Il disastro di questi partiti arriva puntualmente nel fatto che l’elite non si realizza mediante il consenso o mediante i numeri, ma mediante la politica , ovvero un mix di arte della trattativa, di pianificazione e di visione su vasta scala. Quando la nuova elite degli uomini qualsiasi si toglie la maschera e si sforza di diventare elite politica, scopre immediatamente di non essere all’altezza del compito: normalmente non ha visione, non sa pianificare nulla e non conosce l’arte della trattativa.

Il partito “dal basso”, in definitiva, non raggruppa nessuno che non abbia fallito nel tentativo di entrare a far parte delle elite. Tale partito non fa altro che darsi una definizione modesta, per non assomigliare subito alle elite che dice di voler combattere – quelle che hanno escluso i suoi elettori – , ma poi per soddisfare la voglia di elite degli elettori stessi crea una definizione di uomo comune che di fatto indica un uomo davvero straordinario: onestissimo, ligio al dovere, puntuale come un orologio nei suoi adempimenti, incorruttibile, cercatore di verita’ , impassibile di fronte alle tentazioni, insomma, questo “uomo comune” e’ davvero straordinario.

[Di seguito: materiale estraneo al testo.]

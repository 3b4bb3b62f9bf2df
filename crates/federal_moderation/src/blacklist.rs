//! Permanent blacklist with a pinned summary panel.

use crate::config::BlacklistConfig;
use crate::interaction::{Deferral, InputStyle, Interaction, InteractionKind, Modal, Reply, Response, TextInput};
use crate::message::{
    Button, ButtonStyle, ComponentRow, Embed, OutgoingMessage, SelectMenu, SelectOption, colors,
    truncate_chars,
};
use crate::panel::{PanelOutcome, PanelReconciler};
use crate::router::{CommandDefinition, InteractionHandler};
use async_trait::async_trait;
use chrono::Utc;
use federal_error::{ModerationError, ModerationErrorKind, ModerationResult};
use federal_storage::JsonStore;
use serde::{Deserialize, Serialize};
use std::path::PathBuf;
use tracing::{info, instrument, warn};

/// Blacklist record file name inside the data directory.
pub const BLACKLIST_FILE: &str = "blacklist.json";

/// Title marker of the pinned blacklist summary.
pub const PANEL_MARKER: &str = "BLACKLIST";

const REFRESH_COMMAND: &str = "setblacklist";
const ADD_BUTTON: &str = "blacklist_add";
const REMOVE_BUTTON: &str = "blacklist_remove";
const ADD_MODAL: &str = "blacklist_add_modal";
const REMOVE_SELECT: &str = "blacklist_remove_select";

const FIELD_NAME: &str = "blacklist_name";
const FIELD_ID: &str = "blacklist_id";
const FIELD_REASON: &str = "blacklist_reason";

const LIST_FIELD: &str = "Membros Atualmente na Blacklist:";

/// A permanently banned identity.
#[derive(Debug, Clone, PartialEq, Eq, Serialize, Deserialize)]
pub struct BlacklistEntry {
    /// Display name
    pub name: String,
    /// External identity, unique within the list
    pub id: String,
    /// Optional reason
    #[serde(default, skip_serializing_if = "Option::is_none")]
    pub reason: Option<String>,
}

impl BlacklistEntry {
    fn reason(&self) -> Option<&str> {
        self.reason.as_deref().filter(|r| !r.trim().is_empty())
    }
}

/// Blacklist registry and panel handler.
pub struct Blacklist {
    store: JsonStore<Vec<BlacklistEntry>>,
    panels: PanelReconciler,
    config: BlacklistConfig,
}

impl Blacklist {
    /// Create a blacklist persisting to `path`.
    pub fn new(path: impl Into<PathBuf>, panels: PanelReconciler, config: BlacklistConfig) -> Self {
        Self {
            store: JsonStore::new(path),
            panels,
            config,
        }
    }

    /// Current entries, in insertion order.
    pub fn entries(&self) -> Vec<BlacklistEntry> {
        self.store.load()
    }

    /// Add an entry and refresh the summary panel.
    #[instrument(skip(self, reason))]
    pub async fn add(
        &self,
        name: &str,
        id: &str,
        reason: Option<&str>,
    ) -> ModerationResult<BlacklistEntry> {
        let id = id.trim();
        if id.is_empty() || !id.chars().all(|c| c.is_ascii_digit()) {
            return Err(ModerationError::new(ModerationErrorKind::InvalidInput(
                "O ID do membro deve ser um número válido.".to_string(),
            )));
        }
        let entry = BlacklistEntry {
            name: name.trim().to_string(),
            id: id.to_string(),
            reason: reason
                .map(str::trim)
                .filter(|r| !r.is_empty())
                .map(str::to_string),
        };
        self.store.try_update(|entries| {
            if entries.iter().any(|e| e.id == entry.id) {
                return Err(ModerationError::new(ModerationErrorKind::AlreadyPresent(
                    format!("O membro com ID `{}` já está na blacklist.", entry.id),
                )));
            }
            entries.push(entry.clone());
            Ok(())
        })?;
        info!(id = %entry.id, "Blacklist entry added");
        self.refresh_quietly().await;
        Ok(entry)
    }

    /// Remove the entry with `id` and refresh the summary panel.
    #[instrument(skip(self))]
    pub async fn remove(&self, id: &str) -> ModerationResult<BlacklistEntry> {
        let removed = self.store.modify(|entries| {
            let index = entries.iter().position(|e| e.id == id)?;
            Some(entries.remove(index))
        })?;
        let removed = removed.ok_or_else(|| {
            ModerationError::new(ModerationErrorKind::NotFound(
                "Membro não encontrado na blacklist.".to_string(),
            ))
        })?;
        info!(id = %removed.id, "Blacklist entry removed");
        self.refresh_quietly().await;
        Ok(removed)
    }

    /// Summary panel for `entries`.
    pub fn panel(&self, entries: &[BlacklistEntry]) -> OutgoingMessage {
        let listing = if entries.is_empty() {
            "Nenhum membro na blacklist no momento.".to_string()
        } else {
            let text = entries
                .iter()
                .enumerate()
                .map(|(i, e)| {
                    let reason = e
                        .reason()
                        .map(|r| format!(" | **Motivo:** {r}"))
                        .unwrap_or_default();
                    format!("``{}.`` **Nome:** {} | **ID:** {}{}", i + 1, e.name, e.id, reason)
                })
                .collect::<Vec<_>>()
                .join("\n");
            truncate_chars(&text, 1024)
        };
        let mut embed = Embed::new()
            .title(format!("🚨 LISTA DA {PANEL_MARKER} DA POLICIA FEDERAL"))
            .description(
                "Os membros da lista abaixo estão proibidos de adentrar na corporação sem permissão concedida pelos diretores",
            )
            .color(colors::RED)
            .timestamp(Utc::now())
            .field(LIST_FIELD, listing, false);
        if let Some(image) = &self.config.image_url {
            embed = embed.image(image.as_str());
        }
        OutgoingMessage::embed(embed).with_row(ComponentRow::Buttons(vec![
            Button::new(ADD_BUTTON, "Adicionar Blacklist", ButtonStyle::Danger).emoji("🚫"),
            Button::new(REMOVE_BUTTON, "Remover Blacklist", ButtonStyle::Success).emoji("✅"),
        ]))
    }

    /// Create the summary panel if it is missing.
    pub async fn ensure_panel(&self) -> ModerationResult<PanelOutcome> {
        let entries = self.entries();
        self.panels
            .ensure_panel(self.config.panel_channel, PANEL_MARKER, || self.panel(&entries))
            .await
    }

    /// Re-render the summary panel from the current entries.
    pub async fn refresh_panel(&self) -> ModerationResult<PanelOutcome> {
        let content = self.panel(&self.entries());
        self.panels
            .refresh_panel(self.config.panel_channel, PANEL_MARKER, content)
            .await
    }

    async fn refresh_quietly(&self) {
        if let Err(e) = self.refresh_panel().await {
            warn!(error = %e, "Failed to refresh blacklist panel");
        }
    }

    fn add_modal() -> Modal {
        Modal {
            custom_id: ADD_MODAL.to_string(),
            title: "Adicionar Membro à Blacklist".to_string(),
            inputs: vec![
                TextInput::required(FIELD_NAME, "Nome do Membro", InputStyle::Short),
                TextInput::required(FIELD_ID, "ID do Membro (ID)", InputStyle::Short),
                TextInput::optional(FIELD_REASON, "Motivo (Opcional)", InputStyle::Paragraph),
            ],
        }
    }

    fn removal_menu(&self) -> Response {
        let entries = self.entries();
        if entries.is_empty() {
            return Response::ephemeral("A blacklist está vazia. Não há membros para remover.");
        }
        let options = entries
            .iter()
            .take(25)
            .map(|e| SelectOption {
                label: truncate_chars(&e.name, 100),
                value: e.id.clone(),
                description: Some(truncate_chars(
                    &match e.reason() {
                        Some(reason) => format!("ID: {} | Motivo: {}", e.id, reason),
                        None => format!("ID: {}", e.id),
                    },
                    100,
                )),
            })
            .collect();
        Response::Message(
            Reply::ephemeral("Selecione o membro que deseja remover da blacklist:").with_row(
                ComponentRow::Select(SelectMenu {
                    custom_id: REMOVE_SELECT.to_string(),
                    placeholder: "Selecione um membro para remover".to_string(),
                    options,
                }),
            ),
        )
    }

    async fn refresh_command(&self, interaction: &Interaction) -> ModerationResult<Response> {
        if !interaction.permissions.administrator {
            return Err(ModerationError::new(ModerationErrorKind::Permission(
                "Você não tem permissão para usar este comando.".to_string(),
            )));
        }
        self.refresh_quietly().await;
        Ok(Response::ephemeral(
            "Verificando e atualizando a mensagem da blacklist...",
        ))
    }
}

#[async_trait]
impl InteractionHandler for Blacklist {
    fn name(&self) -> &str {
        "blacklist"
    }

    fn commands(&self) -> Vec<CommandDefinition> {
        vec![CommandDefinition::admin(
            REFRESH_COMMAND,
            "Gerencia o sistema de blacklist.",
        )]
    }

    fn claims(&self, interaction: &Interaction) -> bool {
        matches!(
            (&interaction.kind, interaction.custom_id()),
            (InteractionKind::Button { .. }, Some(ADD_BUTTON | REMOVE_BUTTON))
                | (InteractionKind::Modal { .. }, Some(ADD_MODAL))
                | (InteractionKind::Select { .. }, Some(REMOVE_SELECT))
        )
    }

    fn deferral(&self, interaction: &Interaction) -> Option<Deferral> {
        if interaction.command_name() == Some(REFRESH_COMMAND) {
            return Some(Deferral::Reply { ephemeral: true });
        }
        match interaction.custom_id() {
            Some(ADD_MODAL) => Some(Deferral::Reply { ephemeral: true }),
            Some(REMOVE_SELECT) => Some(Deferral::Update),
            _ => None,
        }
    }

    #[instrument(skip(self, interaction), fields(user = %interaction.user, id = ?interaction.custom_id()))]
    async fn handle(&self, interaction: &Interaction) -> ModerationResult<Response> {
        if interaction.command_name() == Some(REFRESH_COMMAND) {
            return self.refresh_command(interaction).await;
        }
        match interaction.custom_id() {
            Some(ADD_BUTTON) => Ok(Response::Modal(Self::add_modal())),
            Some(REMOVE_BUTTON) => Ok(self.removal_menu()),
            Some(ADD_MODAL) => {
                let name = interaction.field(FIELD_NAME).unwrap_or_default();
                let id = interaction.field(FIELD_ID).unwrap_or_default();
                let entry = self
                    .add(name, id, interaction.field(FIELD_REASON))
                    .await?;
                Ok(Response::ephemeral(format!(
                    "✅ Membro **{}** (ID: `{}`) adicionado à blacklist.",
                    entry.name, entry.id
                )))
            }
            Some(REMOVE_SELECT) => {
                let id = interaction.selected().unwrap_or_default();
                let content = match self.remove(id).await {
                    Ok(entry) => format!("✅ Membro com ID `{}` removido da blacklist.", entry.id),
                    Err(e) if !e.kind().is_internal() => e.kind().user_message(),
                    Err(e) => return Err(e),
                };
                Ok(Response::Update(Reply::ephemeral(content)))
            }
            _ => Err(ModerationError::new(ModerationErrorKind::NotFound(
                "Ação desconhecida.".to_string(),
            ))),
        }
    }
}

#[cfg(test)]
mod tests {
    use super::*;

    #[test]
    fn test_empty_reason_is_omitted() {
        let entry = BlacklistEntry {
            name: "X".to_string(),
            id: "1".to_string(),
            reason: Some(String::new()),
        };
        assert_eq!(entry.reason(), None);
    }

    #[test]
    fn test_reads_legacy_entry_without_reason() {
        let entry: BlacklistEntry = serde_json::from_str(r#"{"name":"X","id":"123"}"#).unwrap();
        assert_eq!(entry.reason, None);
    }
}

In realta’ l’uomo comune e’ sempre una scena abbastanza misera, perche’ le virtu’ che desideriamo in politica sono molto rare , per cui e’ chiaro che questo uomo comune in realta’ sia un’elite che non vuole passare esami e usare una scorciatoia per il vertice.

Questo uomo qualunque, insomma, vuole occupare il vertice della piramide. Ma dal momento che ha paura di venire misurato se dice di essere elite, allora si definisce uomo qualsiasi per paura di fallire. Ma nel corso della vita politica, inizia ad arricchire “uomo qualsiasi” di nobilita”, sino a farne il membro di una qualche aristocrazia spirituale.

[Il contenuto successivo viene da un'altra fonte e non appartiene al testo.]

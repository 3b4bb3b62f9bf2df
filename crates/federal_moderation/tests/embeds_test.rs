//! User embed drafts, collection and maintenance.

mod test_utils;

use federal_error::ModerationErrorKind;
use federal_moderation::embeds::EMBEDS_FILE;
use federal_moderation::interaction::Response;
use federal_moderation::{ChannelId, EmbedDraft, EmbedManager, InteractionHandler, MessageListener};
use std::time::Duration;
use test_utils::{Guild, button, command, message, modal, select};

const ORIGIN: ChannelId = ChannelId(131);
const TARGET: ChannelId = ChannelId(130);

fn manager(guild: &Guild) -> EmbedManager {
    EmbedManager::new(
        guild.config.data_file(EMBEDS_FILE),
        guild.platform.clone(),
        guild.config.embeds.collector_timeout(),
    )
}

fn draft(title: &str) -> EmbedDraft {
    EmbedDraft::from_input(title, "Descrição", Some("#ff0000"), None, Some("Rodapé"))
}

#[tokio::test]
async fn test_mention_sends_and_records_embed() {
    let guild = Guild::new();
    let embeds = manager(&guild);
    let author = guild.member(42, "maria", &[]);

    embeds.begin_draft(author.id, ORIGIN, "token-42", draft("Aviso"));
    assert!(embeds.has_pending(author.id));

    let consumed = embeds
        .collect(&message(&author, ORIGIN, "envie em <#130> por favor"))
        .await
        .unwrap();

    assert!(consumed);
    assert!(!embeds.has_pending(author.id));
    let sent = guild.platform.messages(TARGET);
    assert_eq!(sent.len(), 1);
    assert_eq!(sent[0].content.embeds[0].title.as_deref(), Some("Aviso"));

    let recorded = embeds.embeds_of(author.id);
    assert_eq!(recorded.len(), 1);
    assert_eq!(recorded[0].channel_id, TARGET);
    assert_eq!(recorded[0].message_id, sent[0].id);
    assert_eq!(recorded[0].embed_data.color, "#ff0000");
    assert_eq!(
        guild.platform.follow_ups(),
        vec![(
            "token-42".to_string(),
            "✅ Embed enviada com sucesso para <#130>!".to_string()
        )]
    );
}

#[tokio::test]
async fn test_collector_ignores_unrelated_messages() {
    let guild = Guild::new();
    let embeds = manager(&guild);
    let author = guild.member(42, "maria", &[]);
    let other = guild.member(43, "joao", &[]);
    embeds.begin_draft(author.id, ORIGIN, "token-42", draft("Aviso"));

    let no_mention = message(&author, ORIGIN, "sem canal");
    let wrong_author = message(&other, ORIGIN, "<#130>");
    let wrong_channel = message(&author, ChannelId(120), "<#130>");
    for msg in [no_mention, wrong_author, wrong_channel] {
        assert!(!embeds.collect(&msg).await.unwrap());
    }

    assert!(embeds.has_pending(author.id));
    assert!(guild.platform.messages(TARGET).is_empty());
}

#[tokio::test]
async fn test_send_failure_is_reported_and_not_recorded() {
    let guild = Guild::new();
    let embeds = manager(&guild);
    let author = guild.member(42, "maria", &[]);
    embeds.begin_draft(author.id, ORIGIN, "token-42", draft("Aviso"));

    let consumed = embeds
        .collect(&message(&author, ORIGIN, "<#999>"))
        .await
        .unwrap();

    assert!(consumed);
    assert!(embeds.embeds_of(author.id).is_empty());
    let (_, notice) = &guild.platform.follow_ups()[0];
    assert!(notice.starts_with("❌"));
}

#[tokio::test]
async fn test_unrecorded_embed_is_still_reported() {
    let guild = Guild::new();
    let embeds = manager(&guild);
    let author = guild.member(42, "maria", &[]);
    std::fs::create_dir_all(guild.config.data_file(EMBEDS_FILE)).unwrap();
    embeds.begin_draft(author.id, ORIGIN, "token-42", draft("Aviso"));

    let err = embeds
        .collect(&message(&author, ORIGIN, "envie em <#130>"))
        .await
        .unwrap_err();

    assert!(matches!(err.kind(), ModerationErrorKind::Persistence(_)));
    assert_eq!(guild.platform.messages(TARGET).len(), 1);
    assert!(!embeds.has_pending(author.id));
    let follow_ups = guild.platform.follow_ups();
    assert_eq!(follow_ups.len(), 1);
    assert_eq!(follow_ups[0].0, "token-42");
    assert!(follow_ups[0].1.starts_with("⚠️"), "{}", follow_ups[0].1);
    assert!(follow_ups[0].1.contains("<#130>"));
}

#[tokio::test(start_paused = true)]
async fn test_draft_expires_without_mention() {
    let guild = Guild::new();
    let embeds = manager(&guild);
    let author = guild.member(42, "maria", &[]);
    embeds.begin_draft(author.id, ORIGIN, "token-42", draft("Aviso"));

    tokio::time::sleep(Duration::from_secs(61)).await;

    assert!(!embeds.has_pending(author.id));
    assert_eq!(
        guild.platform.follow_ups(),
        vec![(
            "token-42".to_string(),
            "⌛ Tempo esgotado! Você não mencionou um canal. A criação da embed foi cancelada."
                .to_string()
        )]
    );
    assert!(!embeds.collect(&message(&author, ORIGIN, "<#130>")).await.unwrap());
}

#[tokio::test(start_paused = true)]
async fn test_new_draft_outlives_previous_timer() {
    let guild = Guild::new();
    let embeds = manager(&guild);
    let author = guild.member(42, "maria", &[]);

    embeds.begin_draft(author.id, ORIGIN, "token-a", draft("Primeira"));
    tokio::time::sleep(Duration::from_secs(30)).await;
    embeds.begin_draft(author.id, ORIGIN, "token-b", draft("Segunda"));
    tokio::time::sleep(Duration::from_secs(31)).await;

    assert!(embeds.has_pending(author.id), "first timer must not cancel the second draft");
    assert!(guild.platform.follow_ups().is_empty());

    embeds.collect(&message(&author, ORIGIN, "<#130>")).await.unwrap();
    let sent = guild.platform.messages(TARGET);
    assert_eq!(sent[0].content.embeds[0].title.as_deref(), Some("Segunda"));
}

#[tokio::test]
async fn test_edit_and_delete() {
    let guild = Guild::new();
    let embeds = manager(&guild);
    let author = guild.member(42, "maria", &[]);
    for title in ["Um", "Dois"] {
        embeds.begin_draft(author.id, ORIGIN, "token-42", draft(title));
        embeds.collect(&message(&author, ORIGIN, "<#130>")).await.unwrap();
    }

    let edited = embeds.edit(author.id, 1, draft("Dois editada")).await.unwrap();
    assert_eq!(edited.embed_data.title, "Dois editada");
    let stored = guild.platform.messages(TARGET);
    assert_eq!(stored[1].content.embeds[0].title.as_deref(), Some("Dois editada"));

    let err = embeds.edit(author.id, 5, draft("x")).await.unwrap_err();
    assert!(matches!(err.kind(), ModerationErrorKind::InvalidInput(_)));

    let removed = embeds.delete(author.id, 0).await.unwrap();
    assert_eq!(removed.embed_data.title, "Um");
    assert_eq!(guild.platform.messages(TARGET).len(), 1);
    assert_eq!(embeds.embeds_of(author.id).len(), 1);

    embeds.delete(author.id, 0).await.unwrap();
    assert!(embeds.embeds_of(author.id).is_empty());
    let err = embeds.delete(author.id, 0).await.unwrap_err();
    assert!(matches!(err.kind(), ModerationErrorKind::InvalidInput(_)));
}

#[tokio::test]
async fn test_delete_survives_missing_message() {
    let guild = Guild::new();
    let embeds = manager(&guild);
    let author = guild.member(42, "maria", &[]);
    embeds.begin_draft(author.id, ORIGIN, "token-42", draft("Um"));
    embeds.collect(&message(&author, ORIGIN, "<#130>")).await.unwrap();
    guild.platform.fail("delete_message");

    embeds.delete(author.id, 0).await.unwrap();

    assert!(embeds.embeds_of(author.id).is_empty());
}

#[tokio::test]
async fn test_command_flow() {
    let guild = Guild::new();
    let embeds = manager(&guild);
    let author = guild.member(42, "maria", &[]);

    let menu = embeds.handle(&command(&author, ORIGIN, "setupembed")).await.unwrap();
    assert_eq!(menu.content(), Some("Selecione uma ação:"));

    let empty = embeds
        .handle(&button(&author, ORIGIN, "setupembed_delete"))
        .await
        .unwrap();
    assert_eq!(
        empty,
        Response::Update(federal_moderation::interaction::Reply::ephemeral(
            "❌ Você não tem embeds enviadas para excluir."
        ))
    );

    let Response::Modal(form) = embeds
        .handle(&button(&author, ORIGIN, "setupembed_create"))
        .await
        .unwrap()
    else {
        panic!("expected create form");
    };
    assert_eq!(form.inputs.len(), 5);

    let submit = modal(
        &author,
        ORIGIN,
        "setupembed_createEmbedModal",
        &[("embedTitle", "Aviso"), ("embedDesc", "Texto"), ("embedColor", "azul")],
    );
    assert!(embeds.claims(&submit));
    embeds.handle(&submit).await.unwrap();
    assert!(embeds.has_pending(author.id));
    assert!(embeds.on_message(&message(&author, ORIGIN, "<#130>")).await.unwrap());
    assert_eq!(embeds.embeds_of(author.id)[0].embed_data.color, "#3498DB");

    let pick = select(&author, ORIGIN, "setupembed_editEmbedSelect", "0");
    let Response::Modal(edit_form) = embeds.handle(&pick).await.unwrap() else {
        panic!("expected edit form");
    };
    assert_eq!(edit_form.custom_id, "setupembed_editEmbedModal_0");
    assert_eq!(edit_form.inputs[0].value.as_deref(), Some("Aviso"));
}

E il suo sogno si interrompe sempre allo stesso modo: quando scopre di appartenere davvero all’insieme delle persone comuni, e che le persone comuni non sono questo granche’ , che il suo partito ha attirato tutti i farlocchi del quartiere, e specialmente, di non avere le QUALITA’ per appartenere a qualche elite sociale, economica o politica.

Gli “uomini qualunque’, cioe’, non sono altro che un’elite  troppo codarda per sfidare le elite esistenti sul piano della capacita’ di raggiungere obiettivi, e scelgono il potere del numero come scorciatoia per classificarsi come elite: a patto di tornare uomini comuni non appena qualcuno dell’elite sociale, culturale o economica li sfida.

I partiti della democrazia dal basso e dell’uomo qualsiasi, cioe’, non sono altro che un misto di bassa autostima, codardia, fallimento e prepotenza..

Esattamente le cose che NON vorremmo vedere al governo.